Healthdirect, Australia’s virtual health information service, considers any snake bite as an emergency. It suggests preparing for CPR, following DRSABCD, applying a pressure immobilisation bandage, and injecting adrenaline as a first aid response. So, if an Australian Copperhead Snake bites you, get ready with any of these treatments. First aid skills and a kit available may help you perform them immediately. So, read further to learn how you may achieve this by equipping yourself with the right knowledge and tools.
What is the First Aid to the Bite of an Australian Copperhead Snake?
Healthdirect suggests doing the following first aid responses to any snake bites.
Prepare to do CPR on a casualty who experienced a bite from any specie such as the Australian Copperhead Snake. Healthdirect’s website has tutorial videos on how to do it for babies, children, and adults. A free online course is also available on the website of CPR First Aid (RTO NO 21903). The same approved provider offers in-person training in its multiple centres throughout Australia.
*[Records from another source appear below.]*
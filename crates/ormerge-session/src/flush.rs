//! Flush: write pending changes to the datastore.
//!
//! Operations are executed in this order:
//! 1. Queued inserts, in save order
//! 2. Updates of managed instances that differ from their snapshot
//! 3. Queued deletes
//!
//! Updates of versioned entities increment the version and only apply when
//! the stored version still equals the version last read.

use ormerge_core::{
    Datastore, EntityPersister, EntityRef, Error, MergeError, MergeErrorKind,
    PersistenceErrorKind, PropertyMetadata, PropertyValue, Result, Row, StoredValue, Value,
};

use crate::Session;
use crate::action_queue::{EntityDeleteAction, EntityInsertAction, PendingCounts};
use crate::persistence_context::EntryStatus;

/// Result of a flush operation.
#[derive(Debug, Default, Clone, Copy, PartialEq, Eq)]
pub struct FlushResult {
    /// Number of rows inserted.
    pub inserted: usize,
    /// Number of rows updated.
    pub updated: usize,
    /// Number of rows deleted.
    pub deleted: usize,
}

impl FlushResult {
    /// Create a new empty result.
    pub fn new() -> Self {
        Self::default()
    }

    /// Total number of operations performed.
    pub fn total(&self) -> usize {
        self.inserted + self.updated + self.deleted
    }
}

impl<D: Datastore> Session<D> {
    /// Execute pending inserts, updates and deletes.
    ///
    /// Refused while a cascade is running. Inserts and deletes that were not
    /// executed because of an error stay queued.
    #[tracing::instrument(level = "debug", skip(self))]
    pub fn flush(&mut self) -> Result<FlushResult> {
        if self.persistence_context.cascade_level() > 0 {
            return Err(Error::persistence(
                PersistenceErrorKind::FlushDuringCascade,
                "Flush during cascade is dangerous",
            ));
        }

        let mut result = FlushResult::new();

        let mut insertions = self.action_queue.take_insertions().into_iter();
        while let Some(action) = insertions.next() {
            if let Err(e) = self.execute_insert(&action) {
                self.action_queue
                    .restore_insertions(std::iter::once(action).chain(insertions));
                return Err(e);
            }
            result.inserted += 1;
        }

        for entity in self.persistence_context.managed_entities() {
            if self.execute_update(entity)? {
                result.updated += 1;
            }
        }

        let mut deletions = self.action_queue.take_deletions().into_iter();
        while let Some(action) = deletions.next() {
            if let Err(e) = self.execute_delete(&action) {
                self.action_queue
                    .restore_deletions(std::iter::once(action).chain(deletions));
                return Err(e);
            }
            result.deleted += 1;
        }

        // Deleted entries, flushed or never inserted, are no longer managed.
        for entity in self.persistence_context.managed_entities() {
            if self
                .persistence_context
                .get_entry(entity)
                .is_some_and(|e| e.is_deleted())
            {
                self.persistence_context.remove_entry(entity);
                self.change_tracker.clear(entity);
            }
        }

        tracing::debug!(
            inserted = result.inserted,
            updated = result.updated,
            deleted = result.deleted,
            "Flush complete"
        );
        Ok(result)
    }

    /// Pending operations. Dirty instances are found by comparing each
    /// managed instance with its snapshot.
    pub fn pending_counts(&self) -> Result<PendingCounts> {
        let mut dirty = 0;
        for entity in self.persistence_context.managed_entities() {
            let Some(entry) = self.persistence_context.get_entry(entity) else {
                continue;
            };
            if entry.status != EntryStatus::Managed || !entry.exists_in_database {
                continue;
            }
            let persister = self.registry.persister(entry.entity_name)?;
            let row = self.dehydrate(persister.as_ref(), entity)?;
            if self.change_tracker.is_dirty(entity, &row.values) {
                dirty += 1;
            }
        }
        Ok(PendingCounts {
            new: self.action_queue.insertions().len(),
            dirty,
            deleted: self.action_queue.deletions().len(),
        })
    }

    fn execute_insert(&mut self, action: &EntityInsertAction) -> Result<()> {
        let persister = self.registry.persister(action.entity_name)?;
        let row = self.dehydrate(persister.as_ref(), action.entity)?;
        let values = row.values.clone();
        self.datastore.insert(&action.key, row)?;
        if let Some(entry) = self.persistence_context.get_entry_mut(action.entity) {
            entry.exists_in_database = true;
        }
        self.change_tracker.snapshot(action.entity, values);
        self.statistics.entity_insert();
        tracing::trace!(key = %action.key, "Inserted row");
        Ok(())
    }

    /// Returns whether a row was written.
    fn execute_update(&mut self, entity: EntityRef) -> Result<bool> {
        let Some(entry) = self.persistence_context.get_entry(entity) else {
            return Ok(false);
        };
        if entry.status != EntryStatus::Managed || !entry.exists_in_database {
            return Ok(false);
        }
        let (entity_name, key, loaded_version) =
            (entry.entity_name, entry.key.clone(), entry.version.clone());

        let persister = self.registry.persister(entity_name)?;
        let mut row = self.dehydrate(persister.as_ref(), entity)?;
        if !self.change_tracker.is_dirty(entity, &row.values) {
            return Ok(false);
        }

        let versioned = persister.is_versioned();
        if versioned {
            row.version = loaded_version.next_version();
        }
        let version = row.version.clone();
        let values = row.values.clone();
        let expected = versioned.then_some(&loaded_version);
        if !self.datastore.update(&key, row, expected)? {
            self.statistics.optimistic_failure(entity_name);
            tracing::warn!(key = %key, "Optimistic lock failure during flush");
            return Err(MergeError::new(
                MergeErrorKind::StaleState,
                "Row was updated or deleted by another transaction",
            )
            .with_entity(entity_name, Some(key.identifier().clone()))
            .into());
        }

        if versioned {
            persister.set_version(&mut self.store, entity, version.clone())?;
            if let Some(entry) = self.persistence_context.get_entry_mut(entity) {
                entry.version = version;
            }
        }
        self.change_tracker.snapshot(entity, values);
        self.statistics.entity_update();
        tracing::trace!(key = %key, "Updated row");
        Ok(true)
    }

    fn execute_delete(&mut self, action: &EntityDeleteAction) -> Result<()> {
        let versioned = self.registry.persister(action.entity_name)?.is_versioned();
        if !self.datastore.delete(&action.key)? && versioned {
            self.statistics.optimistic_failure(action.entity_name);
            return Err(MergeError::new(
                MergeErrorKind::StaleState,
                "Row was updated or deleted by another transaction",
            )
            .with_entity(action.entity_name, Some(action.key.identifier().clone()))
            .into());
        }
        if let Some(entry) = self.persistence_context.get_entry_mut(action.entity) {
            entry.status = EntryStatus::Gone;
        }
        self.statistics.entity_delete();
        tracing::trace!(key = %action.key, "Deleted row");
        Ok(())
    }

    /// The row `entity` would be stored as.
    pub(crate) fn dehydrate(&self, persister: &dyn EntityPersister, entity: EntityRef) -> Result<Row> {
        let data = self.store.instance(entity)?;
        let snapshot = self.change_tracker.get_snapshot(entity);
        let mut values = Vec::with_capacity(data.values.len());
        for (i, (property, value)) in persister.properties().iter().zip(&data.values).enumerate() {
            values.push(match value {
                PropertyValue::Scalar(v) => StoredValue::Scalar(v.clone()),
                PropertyValue::Component(v) => StoredValue::Component(v.clone()),
                PropertyValue::Reference(reference) => StoredValue::Reference(
                    reference
                        .map(|r| self.reference_identifier(property, r))
                        .transpose()?,
                ),
                // Elements were never fetched, so the stored value is unchanged.
                PropertyValue::Collection(c) if !c.initialized => snapshot
                    .and_then(|s| s.values().get(i).cloned())
                    .unwrap_or(StoredValue::References(Vec::new())),
                PropertyValue::Collection(c) => StoredValue::References(
                    c.elements
                        .iter()
                        .map(|e| self.reference_identifier(property, *e))
                        .collect::<Result<_>>()?,
                ),
            });
        }
        Ok(Row {
            entity_name: data.entity_name,
            identifier: data.identifier.clone(),
            version: data.version.clone(),
            values,
        })
    }

    fn reference_identifier(&self, property: &PropertyMetadata, entity: EntityRef) -> Result<Value> {
        if let Some(proxy) = self.store.proxy(entity) {
            if !proxy.is_initialized() {
                return Ok(proxy.identifier.clone());
            }
        }
        let data = self.store.instance(entity)?;
        if data.identifier.is_null() {
            return Err(Error::persistence(
                PersistenceErrorKind::TransientReference,
                format!(
                    "object references an unsaved transient instance - save the transient \
                     instance before flushing: {} -> {}",
                    property.name, data.entity_name
                ),
            ));
        }
        Ok(data.identifier.clone())
    }
}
The following DRS ABCD is one of the basic first-aid responses to an Australian Copperhead Snakebite.
- Danger – ensure that the casualty and everyone else are safe from any risk
- Response – check if the casualty is able to respond by asking their name or squeezing their shoulder
- Send for help – call 000 if there is no response
- Airway – check if there is something that is blocking the casualty’s mouth and throat
- Breathing – check if the casualty is breathing normally
- CPR – start performing cardiopulmonary resuscitation if a casualty is not breathing normally
- Defibrillation – use an automated external defibrillator to help with the CPR if there is one available
First aid training helps you perform all of the above steps correctly in real-life scenarios.
Apply a Pressure Immobilisation Bandage
This first aid treatment involves the following steps.
- Put a bandage over the bite
- Use a heavy crepe to immobilise the whole limb
- Splint the limb on either side of the bite, including the joints
- Mark the site bite
- Keep the casualty at rest while waiting for an ambulance
A pressure immobilisation bandage is available as an individual product in pharmacies or as part of a snake bite first aid kit.
In some cases, people have a severe allergic reaction (anaphylaxis) to snake bites and it starts with the following symptoms.
- Difficulty or noisy breathing
- Hoarse voice
- Tongue becomes swollen
- Casualty experiences dizziness or collapses
- If the casualty is a child, they may experience paleness
- Wheezing or there is a persistent cough
The anaphylaxis and ASCIA allergy action plans for this may include adrenaline injection. Further information about this response is available on first aid training for anaphylaxis.
Where do You Learn the First Aid to the Snake Bite of an Australian Copperhead?
Online tutorials and courses may help you learn the basics of the above-mentioned first-aid responses. Pieces of first aid training are also available at Level 9 Suite 904, 343 Little Collins St Melbourne CBD. It has a licensed instructor, first aid kit, manikins, and certificate if you need it for work compliance. Many students find onsite courses fun, educational, and memorable because of the opportunity to engage with others and ask further questions.
Are there Many Australian Copperhead Snakes?
Australian Geographic, a team of journalists, photographers, and editors, has a fact file about Copperhead Snakes on its website. It states that there are three species of copperhead snakes in Australia. All of them have a muscley, strong body form with a colour of blackish to grey, and brown scales. There are many of them in areas where there is a cool and cold climate.
Where in Australia Do You Find the Species of Copperhead Snakes?
Australian Museum, a hub of information, resources, and research, provides an interactive map of Copperhead Snakes in the country. Its maps show that the three species live in the following areas.
- Mount Lofty Ranges east of Adelaide
- Kangaroo Island
- Highlands of New South Wales
- Eastern Victoria
- Lowland areas of southeastern South Australia
- Southern Victoria
- Islands of Bass Strait
It further includes the areas of Flinders, King, Hunter, Preservation, and the Great Dog Islands.
Is the Australian Copperhead Snake Dangerous?
The Australian Museum explains that the bite of any adult species may cause death if there is no medical assistance. It’s secretive and prefers human encounters, but will lash out and bite if you provoke it.
To identify what first aid treatment you need to do for an Australian Copperhead Snake, perform DRSABCD first. It will help you determine if a casualty needs CPR or an adrenaline injection. It is also good to apply a pressure immobilisation bandage since it’s the general first aid response for snake bites. A first aid training that is held online or onsite may help you learn to do all of these correctly in times of need. Especially since the bite of the adult species may cause death and they live in many parts of Australia.